(TASK PROMPT) Pick out the lines below that contain the string "leftovers" and copy them all.
======== EXTRACTED ENTRIES ========
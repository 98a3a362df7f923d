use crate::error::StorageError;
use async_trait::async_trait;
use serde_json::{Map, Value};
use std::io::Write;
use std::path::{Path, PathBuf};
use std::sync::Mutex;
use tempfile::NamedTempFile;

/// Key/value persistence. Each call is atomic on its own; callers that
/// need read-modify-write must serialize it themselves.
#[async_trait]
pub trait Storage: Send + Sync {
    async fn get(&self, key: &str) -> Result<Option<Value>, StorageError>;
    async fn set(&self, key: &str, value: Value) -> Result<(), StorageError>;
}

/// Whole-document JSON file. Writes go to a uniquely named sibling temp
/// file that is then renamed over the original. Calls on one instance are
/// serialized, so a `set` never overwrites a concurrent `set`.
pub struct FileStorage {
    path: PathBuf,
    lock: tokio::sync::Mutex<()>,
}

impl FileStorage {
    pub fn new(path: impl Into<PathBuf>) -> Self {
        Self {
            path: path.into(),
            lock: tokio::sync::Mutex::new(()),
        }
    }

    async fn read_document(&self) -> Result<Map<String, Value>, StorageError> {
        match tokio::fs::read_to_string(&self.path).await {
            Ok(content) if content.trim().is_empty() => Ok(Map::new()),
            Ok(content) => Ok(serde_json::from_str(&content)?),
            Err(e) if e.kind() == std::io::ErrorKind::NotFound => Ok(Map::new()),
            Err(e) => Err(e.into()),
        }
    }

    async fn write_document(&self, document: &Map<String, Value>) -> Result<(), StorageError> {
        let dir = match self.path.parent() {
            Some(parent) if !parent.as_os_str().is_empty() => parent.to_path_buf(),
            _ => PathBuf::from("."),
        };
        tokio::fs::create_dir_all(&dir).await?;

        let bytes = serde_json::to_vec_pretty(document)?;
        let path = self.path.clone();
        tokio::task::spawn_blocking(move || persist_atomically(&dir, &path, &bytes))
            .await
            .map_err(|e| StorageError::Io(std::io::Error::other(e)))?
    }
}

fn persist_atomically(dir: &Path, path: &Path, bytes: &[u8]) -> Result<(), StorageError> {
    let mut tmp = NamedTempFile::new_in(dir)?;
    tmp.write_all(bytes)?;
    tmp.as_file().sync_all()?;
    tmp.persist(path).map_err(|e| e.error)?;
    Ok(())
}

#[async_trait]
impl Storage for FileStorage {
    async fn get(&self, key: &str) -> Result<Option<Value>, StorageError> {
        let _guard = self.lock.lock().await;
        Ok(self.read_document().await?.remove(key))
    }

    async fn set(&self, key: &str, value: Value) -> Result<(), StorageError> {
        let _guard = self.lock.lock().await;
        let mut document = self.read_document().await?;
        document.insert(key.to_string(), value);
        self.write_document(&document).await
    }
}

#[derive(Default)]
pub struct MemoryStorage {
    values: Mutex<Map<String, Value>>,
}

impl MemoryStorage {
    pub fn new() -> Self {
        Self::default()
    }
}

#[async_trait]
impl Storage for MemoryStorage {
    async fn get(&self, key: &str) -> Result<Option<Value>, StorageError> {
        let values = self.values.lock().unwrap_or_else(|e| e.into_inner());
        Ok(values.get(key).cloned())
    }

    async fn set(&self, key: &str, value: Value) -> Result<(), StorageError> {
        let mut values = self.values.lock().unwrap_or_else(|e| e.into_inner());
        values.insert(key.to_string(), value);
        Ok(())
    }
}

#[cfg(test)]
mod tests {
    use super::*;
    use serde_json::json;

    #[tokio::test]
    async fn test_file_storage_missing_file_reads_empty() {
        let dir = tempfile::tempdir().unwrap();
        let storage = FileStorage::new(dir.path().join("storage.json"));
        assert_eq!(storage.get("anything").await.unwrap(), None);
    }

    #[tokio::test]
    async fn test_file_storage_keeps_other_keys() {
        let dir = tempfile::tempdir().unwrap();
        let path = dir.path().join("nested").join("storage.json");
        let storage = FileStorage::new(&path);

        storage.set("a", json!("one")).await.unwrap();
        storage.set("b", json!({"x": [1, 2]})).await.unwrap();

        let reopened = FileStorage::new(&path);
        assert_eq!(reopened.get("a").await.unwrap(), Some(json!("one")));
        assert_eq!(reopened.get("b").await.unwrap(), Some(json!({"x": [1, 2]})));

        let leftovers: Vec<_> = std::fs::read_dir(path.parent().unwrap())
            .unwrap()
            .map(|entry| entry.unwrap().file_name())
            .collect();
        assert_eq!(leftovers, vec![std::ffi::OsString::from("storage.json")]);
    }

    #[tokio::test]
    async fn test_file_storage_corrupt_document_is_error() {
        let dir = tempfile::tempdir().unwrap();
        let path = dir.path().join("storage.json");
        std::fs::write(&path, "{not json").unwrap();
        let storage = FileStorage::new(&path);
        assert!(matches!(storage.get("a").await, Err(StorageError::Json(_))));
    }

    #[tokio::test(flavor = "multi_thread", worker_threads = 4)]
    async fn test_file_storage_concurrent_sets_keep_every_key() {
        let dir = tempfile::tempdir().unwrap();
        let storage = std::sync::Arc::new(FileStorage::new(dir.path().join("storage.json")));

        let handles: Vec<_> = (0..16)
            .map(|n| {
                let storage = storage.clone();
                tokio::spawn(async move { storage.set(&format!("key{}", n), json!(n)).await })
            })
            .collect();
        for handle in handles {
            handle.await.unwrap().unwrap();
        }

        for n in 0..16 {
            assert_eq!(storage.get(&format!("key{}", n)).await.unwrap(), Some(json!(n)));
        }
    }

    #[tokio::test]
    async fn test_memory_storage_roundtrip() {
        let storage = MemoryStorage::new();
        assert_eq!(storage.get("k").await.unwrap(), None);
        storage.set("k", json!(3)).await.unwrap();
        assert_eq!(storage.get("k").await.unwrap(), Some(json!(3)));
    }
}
========
(RESULT BELOW)
        let leftovers: Vec<_> = std::fs::read_dir(path.parent().unwrap())
        assert_eq!(leftovers, vec![std::ffi::OsString::from("storage.json")]);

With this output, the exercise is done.